Ebenfalls aus dem Zürcher Oberland stammt Kevin G. aus Rüti. Gemäss Züllig handelt es sich beim Gesuchsteller um einen anderen Mann. Allerdings ist der 28-Jährige Gründer und Sänger der Band Amok. Das ist jene Gruppierung, die als einzige Schweizer Band auf dem Veranstaltungsplakat des Anlasses in Unterwasser figurierte – nebst den deutschen Vertretern Stahlgewitter, Confident of Victory, Exzess und Frontalkraft. Die Zusammensetzung illustriert die grosse Bedeutung des Treffens. Denn sämtliche Bands gehören zu den Grössen der deutschsprachigen Neonaziszene, und alle waren schon im Konflikt mit dem Gesetz.
Rechtsrock-Konzert im Toggenburg: Mit diesem Flyer warben die Organisatoren.
Die Gruppenmitglieder von Amok mussten sich etwa 2008 vor Gericht verantworten. In einem Liedtext äusserten sie Morddrohungen gegen Hans Stutz – einen Luzerner Journalisten, der sich durch seine Recherchen über Rechtsextreme in der Schweiz einen Namen gemacht hatte. Es kam zu einer Verurteilung durch eine Geldstrafe. Die Aufrufe waren allerdings nicht nur gegen Stutz gerichtet. Auf der damals zu beurteilenden CD «Verbotene Wahrheit» wurde unter anderem der Holocaust geleugnet. Die Amok-Bandmitglieder wurden auch wegen Rassendiskriminierung und der öffentlichen Aufforderung zum Verbrechen verurteilt.
Rechtsvertreter der Gruppe war der Zürcher Anwalt Valentin Landmann. Er relativierte die Gefährlichkeit seiner Mandanten: Sie seien neokonservative Menschen, die Freude an «soldatischen Liedern» hätten. «Manchmal greifen sie üppig daneben in der Einschätzung, wie ein unreflektierter Text wirken kann.»

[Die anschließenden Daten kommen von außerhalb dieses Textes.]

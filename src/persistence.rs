//! Persistence records for PSF models.
//!
//! A kernel-backed PSF persists as a named record holding exactly two
//! logical fields: the kernel's own serialized form and the average
//! position. Records serialize with [rkyv](https://docs.rs/rkyv); the archive
//! layout that stores them is the caller's concern.

use rkyv::rancor;
use rkyv::util::AlignedVec;
use rkyv::{Archive, Deserialize, Serialize};

use crate::error::{PsfError, Result};
use crate::kernel::fixed::FixedKernelRecord;
use crate::kernel::linear_combination::LinearCombinationRecord;
use crate::kernel::{FixedKernel, Kernel, LinearCombinationKernel};
use crate::Point2;

/// Named record for a kernel-backed PSF.
#[derive(Debug, Clone, PartialEq, Archive, Serialize, Deserialize)]
pub struct PsfRecord {
    /// Persistence name of the PSF type (`"KernelPsf"`, `"PcaPsf"`).
    pub name: String,
    /// Persistence name of the kernel type.
    pub kernel_name: String,
    /// The kernel's serialized form.
    pub kernel: Vec<u8>,
    /// Average position of the stars used to build the PSF, `[x, y]`.
    pub average_position: [f64; 2],
}

impl PsfRecord {
    pub fn average_position(&self) -> Point2 {
        Point2::new(self.average_position[0], self.average_position[1])
    }

    /// Serialize the record using rkyv.
    pub fn to_bytes(&self) -> Result<Vec<u8>> {
        rkyv::to_bytes::<rancor::Error>(self)
            .map(|b| b.to_vec())
            .map_err(|e| PsfError::Persistence(e.to_string()))
    }

    /// Deserialize a record produced by [`PsfRecord::to_bytes`].
    pub fn from_bytes(bytes: &[u8]) -> Result<Self> {
        rkyv::from_bytes::<Self, rancor::Error>(&aligned(bytes))
            .map_err(|e| PsfError::Persistence(format!("rkyv deserialization failed: {e}")))
    }
}

/// Copy into an aligned buffer so archived floats can be accessed in place.
fn aligned(bytes: &[u8]) -> AlignedVec<16> {
    let mut buf = AlignedVec::<16>::with_capacity(bytes.len());
    buf.extend_from_slice(bytes);
    buf
}

/// Rebuild a kernel from its persistence name and serialized form.
pub fn decode_kernel(kernel_name: &str, bytes: &[u8]) -> Result<Box<dyn Kernel>> {
    match kernel_name {
        "FixedKernel" => Ok(Box::new(FixedKernel::from_bytes(bytes)?)),
        "LinearCombinationKernel" => Ok(Box::new(LinearCombinationKernel::from_bytes(bytes)?)),
        other => Err(PsfError::Persistence(format!("unknown kernel type {other:?}"))),
    }
}

pub(crate) fn encode_fixed_kernel(record: &FixedKernelRecord) -> Result<Vec<u8>> {
    rkyv::to_bytes::<rancor::Error>(record)
        .map(|b| b.to_vec())
        .map_err(|e| PsfError::Persistence(e.to_string()))
}

pub(crate) fn decode_fixed_kernel(bytes: &[u8]) -> Result<FixedKernelRecord> {
    rkyv::from_bytes::<FixedKernelRecord, rancor::Error>(&aligned(bytes))
        .map_err(|e| PsfError::Persistence(format!("rkyv deserialization failed: {e}")))
}

pub(crate) fn encode_linear_combination(record: &LinearCombinationRecord) -> Result<Vec<u8>> {
    rkyv::to_bytes::<rancor::Error>(record)
        .map(|b| b.to_vec())
        .map_err(|e| PsfError::Persistence(e.to_string()))
}

pub(crate) fn decode_linear_combination(bytes: &[u8]) -> Result<LinearCombinationRecord> {
    rkyv::from_bytes::<LinearCombinationRecord, rancor::Error>(&aligned(bytes))
        .map_err(|e| PsfError::Persistence(format!("rkyv deserialization failed: {e}")))
}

Diese Sichtweise vertritt Landmann auch heute noch – jetzt, da sich die Band die Bühne mit den bekanntesten Neonazi-Bands Europas teilt. «Die Meinungsfreiheit in der Schweiz erlaubt es, patriotische Lieder zu singen», sagt Landmann zu TA-Newsnet. Wichtig sei, dass der Organisator die Teilnehmenden auf die schweizerische Rechtsnorm hinweise. Ob dies der Fall war, wird zurzeit von der Staatsanwaltschaft überprüft. Landmann bekräftigt: «Die Gruppenmitglieder sind nicht gewaltbereit.»
In der Vergangenheit schreckte Kevin G. allerdings nicht vor physischer Gewalt zurück. Ein Vorfall ereignete sich im Juli 2015. Ein Mob von rund 20 Männern attackierte in Zürich-Wiedikon auf offener Strasse einen orthodoxen Juden. Sie spuckten ihm ins Gesicht, schrien «Heil Hitler» und bezeichneten den Mann als «Scheissjuden» – er solle doch nach Auschwitz gehen. Anführer der Gruppe war Kevin G. Das Verfahren wegen Verstosses gegen die Antirassismusstrafnorm und Tätlichkeit ist gemäss der Zürcher Staatsanwaltschaft noch hängig.
Diese Gruppe attackierte 2015 im Zürcher Kreis 3 einen orthodoxen Juden. (Screenshot: TeleZüri)
Lothar Janssen traut der Gruppe durchaus Gewaltbereitschaft zu. Der Präsident des Schweizerischen Instituts für Gewalteinschätzung (SIFG) wohnt in Hombrechtikon ZH – drei der vier Bandmitglieder wohnten in derselben Gemeinde. Er hat die Entwicklung von Kevin G. mitverfolgt, wobei er keine Besserung habe feststellen können. «Die Behauptungen seines Anwalts sind stark bagatellisierend, wenn nicht sogar unhaltbar.»
Auf ihrer aktuellen CD äussern sich Amok wieder explizit. «Hier lässt sich keiner den Mund verbieten, daher geht es textlich an die Grenzen des absolut Machbaren!», preist das Label die Aufnahme an. So ist unter anderem ein Aufruf zur Kristallnacht enthalten. (baz.ch/Newsnet)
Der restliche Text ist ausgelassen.